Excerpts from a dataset

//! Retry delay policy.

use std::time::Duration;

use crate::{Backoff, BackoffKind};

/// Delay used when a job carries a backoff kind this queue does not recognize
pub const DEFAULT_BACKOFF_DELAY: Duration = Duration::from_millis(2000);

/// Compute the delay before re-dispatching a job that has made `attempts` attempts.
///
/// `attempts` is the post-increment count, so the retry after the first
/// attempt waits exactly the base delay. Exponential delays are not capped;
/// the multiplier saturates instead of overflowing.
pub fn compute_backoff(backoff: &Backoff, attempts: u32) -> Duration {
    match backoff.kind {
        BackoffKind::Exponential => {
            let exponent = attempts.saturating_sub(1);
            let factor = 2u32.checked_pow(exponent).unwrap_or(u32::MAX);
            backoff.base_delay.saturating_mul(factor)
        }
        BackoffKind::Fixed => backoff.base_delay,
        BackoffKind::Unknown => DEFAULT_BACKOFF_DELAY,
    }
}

* * *

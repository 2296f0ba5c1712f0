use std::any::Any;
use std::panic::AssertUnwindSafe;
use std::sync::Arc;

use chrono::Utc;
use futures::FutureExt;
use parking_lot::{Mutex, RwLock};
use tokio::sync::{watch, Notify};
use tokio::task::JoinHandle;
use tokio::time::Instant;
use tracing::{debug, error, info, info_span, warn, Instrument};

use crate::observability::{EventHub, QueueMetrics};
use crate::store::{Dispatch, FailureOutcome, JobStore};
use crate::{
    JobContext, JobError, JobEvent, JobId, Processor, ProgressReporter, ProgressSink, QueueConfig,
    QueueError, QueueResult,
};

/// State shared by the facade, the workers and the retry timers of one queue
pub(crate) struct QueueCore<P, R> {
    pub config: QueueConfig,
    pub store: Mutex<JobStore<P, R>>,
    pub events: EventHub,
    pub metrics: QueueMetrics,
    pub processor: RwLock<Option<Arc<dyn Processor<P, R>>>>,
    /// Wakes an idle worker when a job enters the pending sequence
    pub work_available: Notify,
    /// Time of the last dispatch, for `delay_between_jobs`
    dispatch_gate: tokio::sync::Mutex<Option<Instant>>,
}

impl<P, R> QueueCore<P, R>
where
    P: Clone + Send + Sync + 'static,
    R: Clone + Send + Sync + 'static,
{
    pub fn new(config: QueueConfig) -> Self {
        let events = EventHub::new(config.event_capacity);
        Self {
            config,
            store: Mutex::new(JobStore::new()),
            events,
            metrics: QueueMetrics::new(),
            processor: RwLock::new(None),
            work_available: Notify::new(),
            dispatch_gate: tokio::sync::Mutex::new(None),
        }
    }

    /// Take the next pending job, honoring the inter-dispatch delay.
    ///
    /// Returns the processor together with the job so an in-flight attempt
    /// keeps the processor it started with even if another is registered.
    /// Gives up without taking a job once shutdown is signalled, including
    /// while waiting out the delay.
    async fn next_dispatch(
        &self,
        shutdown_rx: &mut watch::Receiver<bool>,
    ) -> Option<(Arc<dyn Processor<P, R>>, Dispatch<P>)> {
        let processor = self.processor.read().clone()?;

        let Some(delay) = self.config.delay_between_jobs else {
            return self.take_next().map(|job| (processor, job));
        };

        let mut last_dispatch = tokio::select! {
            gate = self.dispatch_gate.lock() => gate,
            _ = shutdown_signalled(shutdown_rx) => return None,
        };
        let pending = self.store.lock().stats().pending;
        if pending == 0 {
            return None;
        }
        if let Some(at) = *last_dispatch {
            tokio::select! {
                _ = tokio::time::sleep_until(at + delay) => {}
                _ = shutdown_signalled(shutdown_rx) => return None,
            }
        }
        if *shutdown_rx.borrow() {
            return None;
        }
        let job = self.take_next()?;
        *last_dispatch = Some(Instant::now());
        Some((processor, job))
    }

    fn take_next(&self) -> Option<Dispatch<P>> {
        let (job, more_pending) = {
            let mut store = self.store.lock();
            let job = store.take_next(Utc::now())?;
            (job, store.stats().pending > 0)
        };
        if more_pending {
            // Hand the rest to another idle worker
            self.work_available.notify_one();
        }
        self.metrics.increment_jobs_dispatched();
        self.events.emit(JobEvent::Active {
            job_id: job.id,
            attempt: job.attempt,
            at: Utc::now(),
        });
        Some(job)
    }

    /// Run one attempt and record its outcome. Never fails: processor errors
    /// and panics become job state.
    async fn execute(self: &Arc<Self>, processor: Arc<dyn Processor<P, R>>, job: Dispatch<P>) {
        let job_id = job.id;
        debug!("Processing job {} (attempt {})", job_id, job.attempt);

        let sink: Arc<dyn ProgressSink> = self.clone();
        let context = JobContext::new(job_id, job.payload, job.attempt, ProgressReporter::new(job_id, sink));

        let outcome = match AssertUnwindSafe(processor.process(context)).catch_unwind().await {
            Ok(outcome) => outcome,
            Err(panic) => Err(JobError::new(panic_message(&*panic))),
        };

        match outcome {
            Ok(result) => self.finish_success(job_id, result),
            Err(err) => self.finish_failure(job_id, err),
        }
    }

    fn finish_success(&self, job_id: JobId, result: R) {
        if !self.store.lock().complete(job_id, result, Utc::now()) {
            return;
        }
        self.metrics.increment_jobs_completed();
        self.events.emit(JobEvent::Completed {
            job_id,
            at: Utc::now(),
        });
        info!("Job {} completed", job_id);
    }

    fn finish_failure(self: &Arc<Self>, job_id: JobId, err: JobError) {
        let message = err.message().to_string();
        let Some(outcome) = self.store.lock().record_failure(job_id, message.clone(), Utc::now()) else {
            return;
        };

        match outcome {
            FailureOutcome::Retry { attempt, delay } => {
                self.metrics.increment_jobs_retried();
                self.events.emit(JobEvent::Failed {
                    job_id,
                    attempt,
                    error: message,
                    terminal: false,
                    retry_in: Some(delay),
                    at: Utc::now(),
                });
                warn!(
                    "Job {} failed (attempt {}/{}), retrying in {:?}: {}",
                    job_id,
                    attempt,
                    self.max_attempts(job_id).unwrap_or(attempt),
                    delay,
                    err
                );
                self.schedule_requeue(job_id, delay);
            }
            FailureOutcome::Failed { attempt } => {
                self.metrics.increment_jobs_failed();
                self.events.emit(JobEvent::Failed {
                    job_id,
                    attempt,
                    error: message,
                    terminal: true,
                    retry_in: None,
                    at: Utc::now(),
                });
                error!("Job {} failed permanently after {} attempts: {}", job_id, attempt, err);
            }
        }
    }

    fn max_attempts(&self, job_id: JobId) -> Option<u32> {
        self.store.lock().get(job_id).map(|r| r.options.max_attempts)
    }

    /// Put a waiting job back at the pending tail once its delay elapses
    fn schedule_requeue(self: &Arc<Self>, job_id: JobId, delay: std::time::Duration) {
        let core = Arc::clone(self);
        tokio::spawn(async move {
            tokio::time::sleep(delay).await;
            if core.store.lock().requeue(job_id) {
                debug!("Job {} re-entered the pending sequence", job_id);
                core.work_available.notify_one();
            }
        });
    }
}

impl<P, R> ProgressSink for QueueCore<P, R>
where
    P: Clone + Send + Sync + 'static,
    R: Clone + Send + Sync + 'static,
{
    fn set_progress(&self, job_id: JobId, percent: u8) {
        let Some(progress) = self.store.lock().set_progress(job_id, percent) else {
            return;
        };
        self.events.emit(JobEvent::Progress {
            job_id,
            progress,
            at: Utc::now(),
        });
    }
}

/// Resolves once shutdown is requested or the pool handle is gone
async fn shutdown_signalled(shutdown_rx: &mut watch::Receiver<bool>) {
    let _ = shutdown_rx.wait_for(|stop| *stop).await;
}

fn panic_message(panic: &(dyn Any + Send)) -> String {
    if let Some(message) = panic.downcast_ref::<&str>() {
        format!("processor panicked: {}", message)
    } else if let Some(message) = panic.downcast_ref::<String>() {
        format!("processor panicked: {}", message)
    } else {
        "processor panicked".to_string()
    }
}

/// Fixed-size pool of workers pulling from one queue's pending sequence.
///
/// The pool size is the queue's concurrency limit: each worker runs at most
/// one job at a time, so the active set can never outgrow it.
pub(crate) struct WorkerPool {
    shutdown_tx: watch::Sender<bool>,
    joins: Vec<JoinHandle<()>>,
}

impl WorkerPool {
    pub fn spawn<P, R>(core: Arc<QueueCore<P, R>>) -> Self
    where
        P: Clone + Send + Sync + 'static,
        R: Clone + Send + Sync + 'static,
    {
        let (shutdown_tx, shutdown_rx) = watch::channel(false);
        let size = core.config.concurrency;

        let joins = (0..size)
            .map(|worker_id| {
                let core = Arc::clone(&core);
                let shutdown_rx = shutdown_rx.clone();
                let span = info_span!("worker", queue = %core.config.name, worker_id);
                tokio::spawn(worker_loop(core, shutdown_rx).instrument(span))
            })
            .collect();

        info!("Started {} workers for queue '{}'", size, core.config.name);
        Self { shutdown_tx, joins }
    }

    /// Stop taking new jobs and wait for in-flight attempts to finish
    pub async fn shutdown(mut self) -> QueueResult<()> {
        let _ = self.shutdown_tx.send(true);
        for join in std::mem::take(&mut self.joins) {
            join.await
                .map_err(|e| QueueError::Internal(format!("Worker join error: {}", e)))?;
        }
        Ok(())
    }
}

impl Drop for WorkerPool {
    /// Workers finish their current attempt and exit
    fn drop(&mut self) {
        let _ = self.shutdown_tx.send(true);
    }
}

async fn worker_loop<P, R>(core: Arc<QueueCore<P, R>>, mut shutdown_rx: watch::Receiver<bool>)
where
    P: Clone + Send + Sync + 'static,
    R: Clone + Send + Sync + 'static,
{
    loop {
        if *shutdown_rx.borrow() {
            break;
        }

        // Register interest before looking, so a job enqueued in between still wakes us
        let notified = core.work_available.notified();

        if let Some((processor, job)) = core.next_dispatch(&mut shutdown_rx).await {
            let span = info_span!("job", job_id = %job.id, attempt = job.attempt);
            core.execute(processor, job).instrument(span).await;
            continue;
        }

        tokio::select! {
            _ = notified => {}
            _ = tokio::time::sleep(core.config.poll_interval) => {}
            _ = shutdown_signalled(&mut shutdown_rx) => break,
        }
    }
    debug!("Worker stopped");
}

* **Task brief**: Lines holding "percent" in the data above: copy each of them.

* **Written response**:
    fn set_progress(&self, job_id: JobId, percent: u8) {
        let Some(progress) = self.store.lock().set_progress(job_id, percent) else {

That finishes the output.